Check the appropriate box below if the Form 8-K filing is intended to simultaneously satisfy the filing obligation of the registrant under any of the following provisions:

 

¨ Written communications pursuant to Rule 425 under the Securities Act (17 CFR 230.425)

 

¨ Soliciting material pursuant to Rule 14a-12 under the Exchange Act (17 CFR 240.14a-12)

 

¨ Pre-commencement communications pursuant to Rule 14d-2(b) under the Exchange Act (17 CFR 240.14d-2(b))

 

¨ Pre-commencement communications pursuant to Rule 13e-4(c) under the Exchange Act (17 CFR 240.13e-4(c))

 



Item 1.01 Entry into a Material Definitive Agreement.

 

Changes in Base Salaries for 2006

 

On December 13, 2005, the compensation committee of the board of directors of the registrant (the “Compensation Committee”) approved the 2006 management compensation program (the “2006 Compensation Program”), which included changes in base salaries in respect of calendar year 2006 for certain of executive officers named in the 2004 Summary Compensation Table in the registrant’s Registration Statement on Form S-1 (File No. 333-124730). Effective January 1, 2006, the following named executive officers will receive annual base salaries as follows:

 

Name and Principal Position


   2006 Base Salary

William M. Farrow III
Executive Vice President and Chief Information Officer

   $ 350,000

Bryan T. Durkin
Executive Vice President and Chief Operating Officer

   $ 425,000

Christopher Malo
Executive Vice President of Marketing and Business Development

   $ 375,000

 

Cash Bonus Plan for 2006

 

As part of the 2006 Compensation Program, the Compensation Committee approved a cash bonus plan for 2006. Pursuant to the plan, the target bonus for executive officers, other than Bernard W. Dan, the President and Chief Executive Officer of the registrant, is 50% of base salary, with a range of potential award opportunities from 25% of base salary if threshold performance goals are achieved to 100% of base salary if maximum performance goals are achieved. For Mr. Dan, the target bonus is 100% of base salary, with a range of potential award opportunities from 50% of base salary if threshold performance goals are achieved to 200% of base salary if maximum performance goals are achieved. If threshold performance goals are not achieved, no bonuses are payable under the plan.

 

Performance goals are based on financial measures, including revenue, net income, earnings per share and cash earnings, and other operating and individual performance measures. For executives other than Mr. Dan, 75% of the potential bonus opportunity is based on achievement of company and individual performance goals, and the remaining 25% is discretionary. For Mr. Dan, 80% of the potential bonus opportunity is based on achievement of financial goals. The plan will be administered by the Compensation Committee.

 

Amendment to Stock Option Awards

 

On December 13, 2005, the Compensation Committee also approved an amendment to the stock option awards made under the registrant’s 2005 Long-Term Equity Incentive Plan (the “Equity Incentive Plan”) to certain members of management, including William M. Farrow III, Bryan T. Durkin, Christopher Malo and Glen M. Johnson on October 18, 2005 (the “Existing Awards”). The amendment will result in such stock option awards vesting in their entirety following an involuntary termination of the recipient’s employment with the registrant (or its subsidiaries) within 12 months of a Change of Control (as defined in the Equity Incentive Plan). A copy of the form of letter memorializing such amendment is set forth as Exhibit 99.1 hereto (the “Amendment Letter”).

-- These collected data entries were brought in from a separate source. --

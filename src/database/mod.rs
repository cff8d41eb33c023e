pub mod bootstrap;
pub mod manager;
pub mod models;
pub mod partition;
pub mod pg_partition;
pub mod pg_store;
pub mod store;

pub use manager::{DatabaseError, DatabaseManager};
pub use partition::{PartitionBackend, PartitionError, PartitionName, PartitionProvisioner, PartitionRouter, TenantHandle};
pub use pg_partition::PgPartitionBackend;
pub use pg_store::PgTenantStore;
pub use store::{Page, PageRequest, StoreError, TenantFilter, TenantStore};
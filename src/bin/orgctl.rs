use clap::Parser;
use orgplane::cli::Cli;
use tracing_subscriber::EnvFilter;

#[tokio::main]
async fn main() -> anyhow::Result<()> {
    let _ = dotenvy::dotenv();

    tracing_subscriber::fmt()
        .with_env_filter(EnvFilter::try_from_default_env().unwrap_or_else(|_| EnvFilter::new("warn")))
        .with_writer(std::io::stderr)
        .init();

    let cli = Cli::parse();

    if let Err(e) = orgplane::cli::run(cli).await {
        match std::env::var("CLI_VERBOSE").as_deref() {
            Ok("true") | Ok("1") => eprintln!("Error: {e:?}"),
            _ => eprintln!("Error: {e}"),
        }
        std::process::exit(1);
    }

    Ok(())
}
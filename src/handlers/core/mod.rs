// handlers/core/mod.rs - endpoints of the always-granted core module

pub mod partition; // GET /api/v1/core/partition

pub use partition::partition_info;
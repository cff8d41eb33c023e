pub mod ledger;
pub mod plan;
pub mod principal;
pub mod tenant;

pub use ledger::{PlanChange, SubscriptionHistory, UsageEvent, UsageLog};
pub use plan::{ModuleDefinition, PlanType, Quotas, SubscriptionPlan};
pub use principal::{AdminPrincipal, Principal, Role, RoleTemplate};
pub use tenant::{BillingCycle, NewTenant, Tenant, TenantProfile, TenantStatus, UsageCounters};
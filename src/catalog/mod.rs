//! Registry of subscription plans and the modules they grant.
//!
//! The catalog is validated once when it is built and then shared
//! read-only for the life of the process.

use std::collections::{BTreeMap, BTreeSet};
use std::path::Path;

use serde::{Deserialize, Serialize};
use thiserror::Error;

use crate::database::models::plan::{ModuleDefinition, PlanType, SubscriptionPlan};

pub mod defaults;

#[derive(Debug, Error)]
pub enum CatalogError {
    #[error("Duplicate catalog entry '{0}'")]
    Duplicate(String),

    #[error("Module '{module}' depends on unknown module '{dependency}'")]
    UnknownDependency { module: String, dependency: String },

    #[error("Plan '{plan}' enables unknown module '{module}'")]
    UnknownModule { plan: String, module: String },

    #[error("Plan '{plan}' enables '{module}' without its dependency '{dependency}'")]
    MissingDependency {
        plan: String,
        module: String,
        dependency: String,
    },

    #[error("Failed to read catalog file: {0}")]
    Io(#[from] std::io::Error),

    #[error("Invalid catalog file: {0}")]
    Yaml(#[from] serde_yaml::Error),

    #[error("Failed to load catalog from store: {0}")]
    Store(String),
}

/// On-disk catalog layout.
#[derive(Debug, Clone, Serialize, Deserialize)]
pub struct CatalogFile {
    pub modules: Vec<ModuleDefinition>,
    pub plans: Vec<SubscriptionPlan>,
}

#[derive(Debug, Clone)]
pub struct PlanCatalog {
    modules: BTreeMap<String, ModuleDefinition>,
    plans: BTreeMap<PlanType, SubscriptionPlan>,
}

impl PlanCatalog {
    /// Built-in modules and plans. Validated by the unit tests below.
    pub fn defaults() -> Self {
        Self {
            modules: defaults::modules().into_iter().map(|m| (m.name.clone(), m)).collect(),
            plans: defaults::plans().into_iter().map(|p| (p.plan_type, p)).collect(),
        }
    }

    /// Build a catalog, rejecting any plan whose module set is not closed
    /// under module dependencies.
    pub fn from_parts(modules: Vec<ModuleDefinition>, plans: Vec<SubscriptionPlan>) -> Result<Self, CatalogError> {
        let mut by_name = BTreeMap::new();
        for module in modules {
            if by_name.contains_key(&module.name) {
                return Err(CatalogError::Duplicate(module.name));
            }
            by_name.insert(module.name.clone(), module);
        }

        for module in by_name.values() {
            if let Some(dep) = module.dependencies.iter().find(|d| !by_name.contains_key(*d)) {
                return Err(CatalogError::UnknownDependency {
                    module: module.name.clone(),
                    dependency: dep.clone(),
                });
            }
        }

        let mut by_type = BTreeMap::new();
        for plan in plans {
            if by_type.contains_key(&plan.plan_type) {
                return Err(CatalogError::Duplicate(plan.plan_type.to_string()));
            }
            for name in &plan.enabled_modules {
                let module = by_name.get(name).ok_or_else(|| CatalogError::UnknownModule {
                    plan: plan.name.clone(),
                    module: name.clone(),
                })?;
                if let Some(dep) = module.dependencies.iter().find(|d| !plan.enabled_modules.contains(*d)) {
                    return Err(CatalogError::MissingDependency {
                        plan: plan.name.clone(),
                        module: name.clone(),
                        dependency: dep.clone(),
                    });
                }
            }
            by_type.insert(plan.plan_type, plan);
        }

        Ok(Self {
            modules: by_name,
            plans: by_type,
        })
    }

    pub fn from_yaml_str(source: &str) -> Result<Self, CatalogError> {
        let file: CatalogFile = serde_yaml::from_str(source)?;
        Self::from_parts(file.modules, file.plans)
    }

    pub fn from_yaml_file(path: impl AsRef<Path>) -> Result<Self, CatalogError> {
        let source = std::fs::read_to_string(path)?;
        Self::from_yaml_str(&source)
    }

    /// Active plan of the given type. Inactive plans cannot be assigned.
    pub fn plan(&self, plan_type: PlanType) -> Option<&SubscriptionPlan> {
        self.plans.get(&plan_type).filter(|p| p.is_active)
    }

    pub fn active_plans(&self) -> Vec<&SubscriptionPlan> {
        let mut plans: Vec<_> = self.plans.values().filter(|p| p.is_active).collect();
        plans.sort_by_key(|p| p.sort_order);
        plans
    }

    pub fn all_plans(&self) -> impl Iterator<Item = &SubscriptionPlan> {
        self.plans.values()
    }

    pub fn module(&self, name: &str) -> Option<&ModuleDefinition> {
        self.modules.get(name)
    }

    pub fn modules(&self) -> Vec<&ModuleDefinition> {
        let mut modules: Vec<_> = self.modules.values().collect();
        modules.sort_by_key(|m| m.sort_order);
        modules
    }

    /// Definitions for `names` in catalog order. Unknown names are skipped.
    pub fn modules_for(&self, names: &BTreeSet<String>) -> Vec<&ModuleDefinition> {
        let mut modules: Vec<_> = names.iter().filter_map(|n| self.modules.get(n)).collect();
        modules.sort_by_key(|m| m.sort_order);
        modules
    }

    /// Modules in `granted` whose dependencies are not also granted.
    pub fn unsatisfied_dependencies(&self, granted: &BTreeSet<String>) -> Vec<(String, String)> {
        granted
            .iter()
            .filter_map(|name| self.modules.get(name))
            .flat_map(|m| {
                m.dependencies
                    .iter()
                    .filter(|d| !granted.contains(*d))
                    .map(move |d| (m.name.clone(), d.clone()))
            })
            .collect()
    }

    pub fn into_file(self) -> CatalogFile {
        CatalogFile {
            modules: self.modules.into_values().collect(),
            plans: self.plans.into_values().collect(),
        }
    }
}

#[cfg(test)]
mod tests {
    use super::*;

    #[test]
    fn default_catalog_matches_published_plans() {
        let catalog = PlanCatalog::defaults();
        let free = catalog.plan(PlanType::Free).unwrap();
        assert_eq!(free.quotas.max_employees, 10);
        assert_eq!(free.trial_days, 0);

        let basic = catalog.plan(PlanType::Basic).unwrap();
        assert_eq!(basic.trial_days, 14);
        assert!(!basic.includes_module("payroll"));

        let enterprise = catalog.plan(PlanType::Enterprise).unwrap();
        assert_eq!(enterprise.quotas.max_employees, 1000);
        assert_eq!(enterprise.enabled_modules.len(), 10);
        assert!(catalog.plan(PlanType::Custom).is_none());
    }

    #[test]
    fn built_in_catalog_passes_validation() {
        PlanCatalog::from_parts(defaults::modules(), defaults::plans()).unwrap();
    }

    #[test]
    fn every_default_plan_is_dependency_closed() {
        let catalog = PlanCatalog::defaults();
        for plan in catalog.active_plans() {
            assert!(catalog.unsatisfied_dependencies(&plan.enabled_modules).is_empty(), "{}", plan.name);
        }
    }

    #[test]
    fn rejects_plan_missing_a_dependency() {
        let mut plans = defaults::plans();
        plans[1].enabled_modules.remove("employees");

        let err = PlanCatalog::from_parts(defaults::modules(), plans).unwrap_err();
        assert!(matches!(err, CatalogError::MissingDependency { ref dependency, .. } if dependency == "employees"));
    }

    #[test]
    fn rejects_unknown_module_and_duplicates() {
        let mut plans = defaults::plans();
        plans[1].enabled_modules.insert("teleportation".to_string());
        assert!(matches!(
            PlanCatalog::from_parts(defaults::modules(), plans),
            Err(CatalogError::UnknownModule { .. })
        ));

        let mut modules = defaults::modules();
        modules.push(modules[0].clone());
        assert!(matches!(
            PlanCatalog::from_parts(modules, defaults::plans()),
            Err(CatalogError::Duplicate(_))
        ));
    }

    #[test]
    fn inactive_plans_are_not_assignable() {
        let mut plans = defaults::plans();
        plans[1].is_active = false;
        let catalog = PlanCatalog::from_parts(defaults::modules(), plans).unwrap();

        assert!(catalog.plan(PlanType::Basic).is_none());
        assert_eq!(catalog.active_plans().len(), 3);
    }

    #[test]
    fn loads_yaml_catalog() {
        let yaml = r#"
modules:
  - name: core
    display_name: Core
  - name: employees
    display_name: Employees
    dependencies: [core]
plans:
  - name: Starter
    plan_type: custom
    max_users: 2
    max_employees: 5
    max_storage_gb: 1
    enabled_modules: [core, employees]
    trial_days: 7
"#;
        let catalog = PlanCatalog::from_yaml_str(yaml).unwrap();
        let plan = catalog.plan(PlanType::Custom).unwrap();
        assert_eq!(plan.quotas.max_employees, 5);
        assert_eq!(catalog.modules_for(&plan.enabled_modules)[0].name, "core");
    }
}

In addition to approving the amendment to the Existing Awards, the Compensation Committee approved certain additional awards to officers under the Equity Incentive Plan, to be granted on January 3, 2006 (the “Expected Awards”). In connection with their approval of the Expected Awards, the Compensation Committee determined that the options underlying any such Expected Awards shall also vest in their entirety following an involuntary termination of the recipient’s employment with the registrant (or its subsidiaries) within 12 months of a Change of Control (as defined in the Equity Incentive Plan). This term of any such Expected Award is also memorialized in the Amendment Letter.

 

Amendment and Termination of the Supplemental Pension Plan

 

On December 13, 2005, the Compensation Committee approved an amendment to the CBOT Supplemental Pension Plan (the “Supplemental Pension Plan”). The amendment provides that, for purposes of determining persons eligible to receive a payment under the Supplemental Pension Plan in respect of calendar year 2005, certain persons designated by the Compensation Committee who would become vested under the Board of Trade of the City of Chicago, Inc.’s tax qualified defined benefit pension plan at any time on or prior to December 31, 2007 shall be deemed to be vested under the Supplemental Pension Plan in respect of calendar year 2005 and entitled to a payment thereunder in accordance with its terms.

 

The Compensation Committee also approved the termination of the Supplemental Pension Plan effective immediately following payment of the benefit to eligible recipients in respect of calendar year 2005 (with no payment benefit accruing in respect of calendar year 2006).

 

Item 9.01 Financial Statements and Exhibits.

 

  (c) Exhibits.

 

Exhibit No.

 

Exhibit Description


99.1   Form of Amendment Letter


SIGNATURES

 

Pursuant to the requirements of the Securities Exchange Act of 1934, the registrant has duly caused this report to be signed on its behalf by the undersigned hereunto duly authorized.

 

CBOT HOLDINGS, INC.

By:

 

/s/ Bernard W. Dan


    Bernard W. Dan
    President and Chief Executive Officer

 

Date: December 19, 2005


EXHIBIT INDEX

 

Exhibit No.

 

Exhibit Description


99.1   Form of Amendment Letter
Form of Amendment Letter

Exhibit 99.1

 

[FORM OF LETTER TO CERTAIN STOCK OPTION AWARD RECIPIENTS]

 

            December 19, 2005

 

[Name]

c/o CBOT Holdings, Inc.

141 West Jackson Boulevard

Chicago, Illinois 60604

 

  Re: Vesting of Certain Stock Option Awards Upon a Change of Control

 

Dear [Name]:

 

Reference is hereby made to that certain Non-Qualified Stock Option Award granted to you on October 18, 2005 (the “Existing Award”) covering [number] shares of Class A common stock of CBOT Holdings, Inc. (the “Company”) and that certain Non-Qualified Stock Option Award expected to be granted to you on or about January 3, 2006 covering [number] shares of Class A common stock of the Company (the “Expected Award” and together with the Existing Award, the “Covered Stock Option Awards”), in each case, under the Company’s 2005 Long-Term Equity Incentive Plan (the “Plan”).

 

The purpose of this letter is to inform you that the terms of the Existing Award have been amended to provide, and the terms of any Expected Award will provide, that upon a Change of Control (as defined in the Plan), the options underlying the Covered Stock Option Awards will become vested in their entirety following an involuntary termination of your employment with the Company (or its subsidiaries) within 12 months of such Change of Control.

 

Nothing herein shall be deemed to create an obligation on the part of the Company to grant the Expected Award referred to herein nor shall this letter be deemed to amend or otherwise modify any other aspect of the Existing Award or the Plan, including, without limitation, the period of time within which the Covered Stock Option Awards must be exercised following termination of employment.